What to produce » Every line below that holds the string "updater" must be copied.

Saved entries:
=== Begin Enclosure ===

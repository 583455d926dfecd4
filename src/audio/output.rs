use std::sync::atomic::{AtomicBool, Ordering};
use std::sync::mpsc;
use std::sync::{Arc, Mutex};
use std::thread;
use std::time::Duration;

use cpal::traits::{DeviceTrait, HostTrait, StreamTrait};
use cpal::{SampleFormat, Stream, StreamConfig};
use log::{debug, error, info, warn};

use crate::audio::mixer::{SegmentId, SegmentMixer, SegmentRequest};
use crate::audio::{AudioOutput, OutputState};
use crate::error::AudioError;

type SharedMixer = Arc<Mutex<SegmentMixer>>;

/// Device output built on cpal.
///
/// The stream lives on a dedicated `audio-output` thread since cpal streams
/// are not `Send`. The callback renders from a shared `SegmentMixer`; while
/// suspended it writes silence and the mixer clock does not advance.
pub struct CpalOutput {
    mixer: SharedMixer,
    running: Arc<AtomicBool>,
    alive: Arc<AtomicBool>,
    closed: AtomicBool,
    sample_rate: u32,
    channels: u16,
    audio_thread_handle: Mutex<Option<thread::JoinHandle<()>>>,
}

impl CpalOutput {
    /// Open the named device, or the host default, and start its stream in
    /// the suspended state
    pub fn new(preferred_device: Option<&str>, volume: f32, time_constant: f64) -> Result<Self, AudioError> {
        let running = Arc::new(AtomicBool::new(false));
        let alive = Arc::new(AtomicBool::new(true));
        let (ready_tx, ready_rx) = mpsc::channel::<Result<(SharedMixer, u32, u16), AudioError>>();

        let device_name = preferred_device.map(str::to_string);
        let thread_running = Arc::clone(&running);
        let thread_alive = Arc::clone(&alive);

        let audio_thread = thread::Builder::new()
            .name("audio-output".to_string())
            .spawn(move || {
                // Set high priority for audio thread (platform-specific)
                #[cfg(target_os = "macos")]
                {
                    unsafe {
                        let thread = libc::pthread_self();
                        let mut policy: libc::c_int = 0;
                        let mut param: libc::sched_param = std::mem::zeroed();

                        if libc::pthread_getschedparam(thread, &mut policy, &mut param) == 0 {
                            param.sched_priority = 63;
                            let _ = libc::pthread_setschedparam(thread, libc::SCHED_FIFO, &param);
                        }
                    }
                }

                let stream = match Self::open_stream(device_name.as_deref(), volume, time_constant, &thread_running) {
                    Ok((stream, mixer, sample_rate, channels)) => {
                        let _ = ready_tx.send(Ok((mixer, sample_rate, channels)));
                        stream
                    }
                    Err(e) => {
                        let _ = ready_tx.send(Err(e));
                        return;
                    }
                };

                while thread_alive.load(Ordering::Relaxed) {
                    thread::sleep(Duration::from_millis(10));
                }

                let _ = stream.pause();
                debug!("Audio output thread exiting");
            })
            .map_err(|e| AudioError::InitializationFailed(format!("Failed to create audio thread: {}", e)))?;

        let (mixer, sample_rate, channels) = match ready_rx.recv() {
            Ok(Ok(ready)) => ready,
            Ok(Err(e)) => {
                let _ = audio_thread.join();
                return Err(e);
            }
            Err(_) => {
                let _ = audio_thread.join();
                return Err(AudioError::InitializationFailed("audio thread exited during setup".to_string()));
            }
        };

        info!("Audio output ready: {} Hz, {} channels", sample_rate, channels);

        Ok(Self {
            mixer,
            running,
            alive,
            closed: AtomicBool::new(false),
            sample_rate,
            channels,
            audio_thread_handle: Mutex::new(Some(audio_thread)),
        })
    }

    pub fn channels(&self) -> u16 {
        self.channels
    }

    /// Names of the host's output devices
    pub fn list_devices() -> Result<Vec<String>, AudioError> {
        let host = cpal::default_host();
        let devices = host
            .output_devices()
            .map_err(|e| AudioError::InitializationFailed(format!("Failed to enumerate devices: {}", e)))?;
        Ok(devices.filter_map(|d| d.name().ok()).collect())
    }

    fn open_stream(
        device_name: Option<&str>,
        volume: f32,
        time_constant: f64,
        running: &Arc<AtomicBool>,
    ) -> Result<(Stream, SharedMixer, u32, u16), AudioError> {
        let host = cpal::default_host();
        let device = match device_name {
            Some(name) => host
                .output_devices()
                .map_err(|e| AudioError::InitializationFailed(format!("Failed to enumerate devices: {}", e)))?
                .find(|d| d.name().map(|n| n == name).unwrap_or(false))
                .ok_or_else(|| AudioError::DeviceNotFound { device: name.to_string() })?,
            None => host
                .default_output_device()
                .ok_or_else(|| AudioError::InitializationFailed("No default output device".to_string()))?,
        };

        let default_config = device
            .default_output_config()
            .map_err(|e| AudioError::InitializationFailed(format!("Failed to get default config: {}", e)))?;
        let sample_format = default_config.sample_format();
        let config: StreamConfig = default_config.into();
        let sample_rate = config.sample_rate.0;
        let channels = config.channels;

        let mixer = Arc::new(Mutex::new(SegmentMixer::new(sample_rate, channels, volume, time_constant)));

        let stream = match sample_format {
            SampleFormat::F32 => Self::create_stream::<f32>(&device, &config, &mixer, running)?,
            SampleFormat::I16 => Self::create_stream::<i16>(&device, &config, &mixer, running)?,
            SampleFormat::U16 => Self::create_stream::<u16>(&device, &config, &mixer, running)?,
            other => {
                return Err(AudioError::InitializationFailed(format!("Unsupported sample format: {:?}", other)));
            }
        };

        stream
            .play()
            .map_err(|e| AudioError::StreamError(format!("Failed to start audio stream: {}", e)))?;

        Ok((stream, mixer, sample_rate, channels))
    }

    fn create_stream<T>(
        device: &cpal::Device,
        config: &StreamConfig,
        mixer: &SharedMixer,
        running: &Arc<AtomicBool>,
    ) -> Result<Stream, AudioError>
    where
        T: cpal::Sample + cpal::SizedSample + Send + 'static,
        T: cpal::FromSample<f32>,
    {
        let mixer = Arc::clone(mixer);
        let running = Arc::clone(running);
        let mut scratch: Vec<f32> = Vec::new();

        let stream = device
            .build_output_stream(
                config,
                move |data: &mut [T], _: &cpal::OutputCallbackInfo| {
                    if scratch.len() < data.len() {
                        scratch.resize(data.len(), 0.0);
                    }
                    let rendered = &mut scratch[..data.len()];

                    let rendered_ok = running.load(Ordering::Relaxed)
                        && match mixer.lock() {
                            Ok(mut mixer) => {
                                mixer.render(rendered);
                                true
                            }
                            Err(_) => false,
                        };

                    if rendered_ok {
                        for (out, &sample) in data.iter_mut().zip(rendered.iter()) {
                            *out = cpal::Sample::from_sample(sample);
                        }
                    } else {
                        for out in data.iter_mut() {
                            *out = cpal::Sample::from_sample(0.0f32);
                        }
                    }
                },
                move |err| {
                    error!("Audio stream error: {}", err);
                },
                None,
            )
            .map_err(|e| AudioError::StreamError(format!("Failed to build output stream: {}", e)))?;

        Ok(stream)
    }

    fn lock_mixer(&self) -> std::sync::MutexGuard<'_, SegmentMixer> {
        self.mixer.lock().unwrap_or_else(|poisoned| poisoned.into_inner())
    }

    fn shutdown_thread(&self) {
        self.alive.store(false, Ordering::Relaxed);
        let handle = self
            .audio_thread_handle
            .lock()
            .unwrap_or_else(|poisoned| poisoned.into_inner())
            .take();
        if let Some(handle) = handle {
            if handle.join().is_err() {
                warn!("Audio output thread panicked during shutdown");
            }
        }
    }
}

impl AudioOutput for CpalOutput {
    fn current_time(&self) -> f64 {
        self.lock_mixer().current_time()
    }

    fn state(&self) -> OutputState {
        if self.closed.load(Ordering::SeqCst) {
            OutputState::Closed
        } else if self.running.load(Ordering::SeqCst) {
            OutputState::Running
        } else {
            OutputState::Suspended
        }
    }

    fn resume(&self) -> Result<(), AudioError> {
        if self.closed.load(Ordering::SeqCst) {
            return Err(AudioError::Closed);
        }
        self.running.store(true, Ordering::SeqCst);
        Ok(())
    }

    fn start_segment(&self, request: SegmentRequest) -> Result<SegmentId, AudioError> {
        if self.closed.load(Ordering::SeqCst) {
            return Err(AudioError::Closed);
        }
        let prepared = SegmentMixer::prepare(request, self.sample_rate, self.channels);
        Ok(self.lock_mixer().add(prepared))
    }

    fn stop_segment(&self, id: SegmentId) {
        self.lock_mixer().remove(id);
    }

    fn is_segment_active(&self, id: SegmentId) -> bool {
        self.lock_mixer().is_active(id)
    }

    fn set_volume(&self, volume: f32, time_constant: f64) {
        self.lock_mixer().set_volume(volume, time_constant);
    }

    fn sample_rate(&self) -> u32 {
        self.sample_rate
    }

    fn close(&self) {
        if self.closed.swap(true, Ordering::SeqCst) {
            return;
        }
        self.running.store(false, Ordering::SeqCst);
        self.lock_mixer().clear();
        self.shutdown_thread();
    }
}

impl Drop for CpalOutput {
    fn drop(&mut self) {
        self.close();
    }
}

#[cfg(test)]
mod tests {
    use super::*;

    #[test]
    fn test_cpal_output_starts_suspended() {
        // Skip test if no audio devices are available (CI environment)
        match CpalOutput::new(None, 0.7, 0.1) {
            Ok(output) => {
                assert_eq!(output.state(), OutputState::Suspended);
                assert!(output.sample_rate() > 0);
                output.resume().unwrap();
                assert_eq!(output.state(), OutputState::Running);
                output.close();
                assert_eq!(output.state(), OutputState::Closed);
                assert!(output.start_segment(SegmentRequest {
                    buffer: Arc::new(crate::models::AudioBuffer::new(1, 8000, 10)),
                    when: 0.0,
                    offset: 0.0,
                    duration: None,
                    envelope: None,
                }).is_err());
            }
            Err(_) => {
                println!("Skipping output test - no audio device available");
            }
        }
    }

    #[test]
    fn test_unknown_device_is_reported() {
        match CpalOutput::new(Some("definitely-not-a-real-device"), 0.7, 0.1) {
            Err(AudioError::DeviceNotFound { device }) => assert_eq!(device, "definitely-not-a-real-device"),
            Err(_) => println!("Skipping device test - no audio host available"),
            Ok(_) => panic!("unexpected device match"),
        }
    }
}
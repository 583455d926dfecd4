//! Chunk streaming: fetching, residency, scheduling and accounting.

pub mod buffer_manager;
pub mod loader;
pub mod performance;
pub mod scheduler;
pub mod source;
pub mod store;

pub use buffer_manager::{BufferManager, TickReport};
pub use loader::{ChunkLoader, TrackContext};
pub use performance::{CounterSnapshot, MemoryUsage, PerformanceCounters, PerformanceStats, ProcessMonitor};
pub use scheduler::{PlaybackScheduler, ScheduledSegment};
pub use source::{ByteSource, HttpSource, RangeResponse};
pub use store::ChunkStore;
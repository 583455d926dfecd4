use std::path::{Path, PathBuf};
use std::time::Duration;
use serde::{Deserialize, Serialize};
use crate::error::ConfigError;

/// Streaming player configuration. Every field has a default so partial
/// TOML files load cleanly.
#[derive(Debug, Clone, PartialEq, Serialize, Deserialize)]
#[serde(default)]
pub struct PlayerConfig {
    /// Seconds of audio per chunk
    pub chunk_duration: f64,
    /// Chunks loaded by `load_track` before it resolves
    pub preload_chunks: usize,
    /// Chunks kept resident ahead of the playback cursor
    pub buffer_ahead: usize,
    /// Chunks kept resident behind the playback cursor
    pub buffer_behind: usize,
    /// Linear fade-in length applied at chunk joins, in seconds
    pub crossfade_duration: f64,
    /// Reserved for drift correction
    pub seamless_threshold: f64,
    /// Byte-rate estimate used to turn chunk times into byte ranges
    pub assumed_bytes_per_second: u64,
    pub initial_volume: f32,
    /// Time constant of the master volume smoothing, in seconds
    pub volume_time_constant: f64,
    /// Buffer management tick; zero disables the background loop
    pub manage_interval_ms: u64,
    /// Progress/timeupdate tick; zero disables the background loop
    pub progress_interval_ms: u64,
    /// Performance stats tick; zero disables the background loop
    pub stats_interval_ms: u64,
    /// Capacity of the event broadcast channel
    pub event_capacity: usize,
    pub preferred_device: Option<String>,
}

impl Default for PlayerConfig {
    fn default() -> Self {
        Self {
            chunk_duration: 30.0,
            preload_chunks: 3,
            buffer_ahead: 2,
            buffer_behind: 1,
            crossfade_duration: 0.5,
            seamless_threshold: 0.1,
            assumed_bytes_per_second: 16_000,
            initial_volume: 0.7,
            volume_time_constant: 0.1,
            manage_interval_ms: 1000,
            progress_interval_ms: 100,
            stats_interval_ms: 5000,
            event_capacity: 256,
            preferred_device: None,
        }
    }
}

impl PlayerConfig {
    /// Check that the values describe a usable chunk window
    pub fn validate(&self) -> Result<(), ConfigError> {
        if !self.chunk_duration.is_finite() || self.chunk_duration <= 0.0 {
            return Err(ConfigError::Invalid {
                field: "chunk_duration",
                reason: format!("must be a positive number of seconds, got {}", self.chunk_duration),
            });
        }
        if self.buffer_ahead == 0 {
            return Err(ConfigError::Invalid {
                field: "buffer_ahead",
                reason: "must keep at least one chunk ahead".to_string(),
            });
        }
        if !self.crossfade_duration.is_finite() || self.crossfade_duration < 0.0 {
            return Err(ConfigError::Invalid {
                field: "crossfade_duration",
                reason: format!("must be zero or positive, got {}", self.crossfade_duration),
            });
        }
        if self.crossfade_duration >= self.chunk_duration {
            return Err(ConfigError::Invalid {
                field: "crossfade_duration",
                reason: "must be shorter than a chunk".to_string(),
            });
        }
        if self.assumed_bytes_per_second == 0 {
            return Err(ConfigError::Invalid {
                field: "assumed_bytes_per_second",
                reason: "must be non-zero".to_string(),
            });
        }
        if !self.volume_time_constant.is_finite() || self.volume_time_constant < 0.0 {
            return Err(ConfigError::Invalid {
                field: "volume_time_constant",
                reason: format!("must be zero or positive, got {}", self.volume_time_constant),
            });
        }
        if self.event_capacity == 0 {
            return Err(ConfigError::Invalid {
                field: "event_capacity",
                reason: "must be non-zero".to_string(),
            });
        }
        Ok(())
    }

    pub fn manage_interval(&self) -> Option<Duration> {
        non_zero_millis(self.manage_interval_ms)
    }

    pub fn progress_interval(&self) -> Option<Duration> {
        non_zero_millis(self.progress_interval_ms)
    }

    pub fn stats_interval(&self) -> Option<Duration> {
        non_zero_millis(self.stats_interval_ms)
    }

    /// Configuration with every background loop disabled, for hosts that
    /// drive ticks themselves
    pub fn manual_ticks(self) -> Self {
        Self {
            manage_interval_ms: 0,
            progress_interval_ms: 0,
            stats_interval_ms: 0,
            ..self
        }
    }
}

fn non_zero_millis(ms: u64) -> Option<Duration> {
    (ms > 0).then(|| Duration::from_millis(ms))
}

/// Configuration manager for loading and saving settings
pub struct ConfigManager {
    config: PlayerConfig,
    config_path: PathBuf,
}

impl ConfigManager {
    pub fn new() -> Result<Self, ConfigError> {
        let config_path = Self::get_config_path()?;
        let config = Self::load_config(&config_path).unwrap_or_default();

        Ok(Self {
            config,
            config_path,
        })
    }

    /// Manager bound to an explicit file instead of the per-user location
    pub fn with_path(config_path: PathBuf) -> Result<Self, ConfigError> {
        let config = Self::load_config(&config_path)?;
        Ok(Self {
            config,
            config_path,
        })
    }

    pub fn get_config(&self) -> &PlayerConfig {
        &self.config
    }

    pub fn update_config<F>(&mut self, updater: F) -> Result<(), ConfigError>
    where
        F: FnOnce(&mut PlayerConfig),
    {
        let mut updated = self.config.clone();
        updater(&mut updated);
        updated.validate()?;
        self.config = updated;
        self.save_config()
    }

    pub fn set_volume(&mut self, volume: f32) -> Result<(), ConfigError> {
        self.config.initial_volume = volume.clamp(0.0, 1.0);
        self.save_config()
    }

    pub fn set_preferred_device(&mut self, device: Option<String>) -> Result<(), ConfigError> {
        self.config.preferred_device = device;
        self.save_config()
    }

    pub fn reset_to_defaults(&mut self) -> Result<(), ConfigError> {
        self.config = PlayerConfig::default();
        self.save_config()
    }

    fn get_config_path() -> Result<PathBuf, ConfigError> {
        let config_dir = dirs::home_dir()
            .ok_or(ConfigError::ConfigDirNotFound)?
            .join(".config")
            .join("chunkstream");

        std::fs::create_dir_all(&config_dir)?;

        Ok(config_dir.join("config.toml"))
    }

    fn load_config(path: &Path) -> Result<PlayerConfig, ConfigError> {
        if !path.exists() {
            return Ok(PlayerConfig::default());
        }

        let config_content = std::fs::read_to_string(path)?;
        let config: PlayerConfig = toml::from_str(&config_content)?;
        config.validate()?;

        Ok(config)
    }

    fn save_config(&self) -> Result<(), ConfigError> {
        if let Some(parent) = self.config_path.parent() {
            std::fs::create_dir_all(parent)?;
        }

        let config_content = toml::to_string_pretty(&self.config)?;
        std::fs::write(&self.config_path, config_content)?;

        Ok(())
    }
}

=== End Enclosure ===

Exercise response »
    pub fn update_config<F>(&mut self, updater: F) -> Result<(), ConfigError>
        updater(&mut updated);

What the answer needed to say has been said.